The welcome for the Irish has been nothing but enthusiastic and genuine.

AS SOON AS Itumeleng hops out of the Uber to offer a fist bump and cheerily announce, “You do you!” it’s clear that there’s an interesting ride to the train station in Pretoria ahead.

He’s a hard worker, hoping to build his transport business and get rich, but he’s taking a rare day off this Saturday. Itumeleng has got his hands on a prized possession: a ticket to the Springboks’ clash with Ireland at Loftus Versfeld.

“It’s going to be hectic,” he says, adding that he plans to get a “deep, deep rest” on Friday night so he’s ready for the mania of match day.

When it emerges that he has just picked up someone who was speaking to Rassie Erasmus in the Springboks’ team hotel, his excitement goes up a notch. He rolls down his window while driving, leans out and starts to chant, “Oh, lo, lo, lo, lo. Rrrrrrasssie! Rrrrrrasssie!” at the top of his voice.

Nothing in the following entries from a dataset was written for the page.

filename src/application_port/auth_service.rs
use crate::domain_model::*;
use crate::domain_port::StoreError;
use chrono::{DateTime, Utc};

#[derive(Debug, thiserror::Error)]
pub enum AuthError {
    #[error("invalid credentials")]
    InvalidCredentials,
    #[error("token invalid")]
    InvalidToken,
    #[error("refresh token not found or expired")]
    TokenNotFound,
    #[error("signing failure: {0}")]
    SigningFailure(String),
    #[error("store unavailable: {0}")]
    StoreUnavailable(String),
}

impl From<StoreError> for AuthError {
    fn from(e: StoreError) -> Self {
        AuthError::StoreUnavailable(e.to_string())
    }
}

#[derive(Debug, Clone)]
pub struct LoginInput {
    pub username: String,
    pub password: String,
}

impl From<LoginInput> for Credential {
    fn from(input: LoginInput) -> Self {
        Credential::new(input.username, input.password)
    }
}

#[async_trait::async_trait]
pub trait TokenCodec: Send + Sync {
    async fn issue_access_token(
        &self,
        subject: Option<&str>,
    ) -> Result<(AccessToken, DateTime<Utc>), AuthError>;
    async fn issue_refresh_token(
        &self,
        subject: Option<&str>,
    ) -> Result<(RefreshToken, DateTime<Utc>), AuthError>;
    /// Checks algorithm family and signature. Store presence is the caller's concern.
    async fn verify_refresh_token(
        &self,
        token: &RefreshToken,
    ) -> Result<TokenVerifyResult, AuthError>;
}

#[async_trait::async_trait]
pub trait AuthService: Send + Sync {
    async fn login(&self, request: LoginInput) -> Result<TokenPair, AuthError>;
    /// A `SigningFailure` or `StoreUnavailable` raised while reissuing comes after the
    /// presented token was consumed; callers should send the user back to `login`
    /// instead of retrying.
    async fn refresh(&self, refresh_token: &str) -> Result<TokenPair, AuthError>;
}
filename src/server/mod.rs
mod server;

pub use server::*;
//! Tracing setup plus the macros the rest of the crate logs with.

mod logger;
pub use logger::*;

pub use tracing::{debug, error, info, trace, warn};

By the end of the 15-minute journey, your correspondent would have been happy to jump into a Test match. The buzz in the Volkswagen Polo ends abruptly when Itumeleng is asked what it meant to him when the Springboks won their two World Cups.

He is speechless. Unable to find the words, he signals that we’ve reached our destination.

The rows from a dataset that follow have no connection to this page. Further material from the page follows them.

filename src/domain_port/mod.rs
mod credential_verifier;
mod token_store;

pub use credential_verifier::*;
pub use token_store::*;
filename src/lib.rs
pub mod logger;
pub mod settings;

pub mod server;

pub mod application_impl;
pub mod application_port;
pub mod domain_model;
pub mod domain_port;
pub mod infra_memory;
pub mod infra_redis;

This is one of a few insights we’ve had into how obsessed South Africa is with rugby since arriving on Monday morning. It has been a frenetic and enjoyable few days in Johannesburg and Pretoria, where the excitement about this weekend’s Test is vivid.

Landing into our hotel in well-to-do Sandton after two days of tiring travel, the phone beeps almost immediately and we’re back out the door to board a train to Pretoria for an interview.

Our driver from station to meeting is Tumi, whose brother Pablo Mamatse plays with ‘Tuks,’ otherwise known as the University of Pretoria. Tumi is the first of many people who seem to know a current or aspiring professional rugby player.

nelson-mandela-square-at-sandton-city-johannesburg-south-africa Nelson Mandela Square in Sandton. Alamy Stock Photo Alamy Stock Photo

Back down in Johannesburg that evening, we’re united with the rest of the small group of travelling Irish media but don’t last long before the eyelids start getting very heavy.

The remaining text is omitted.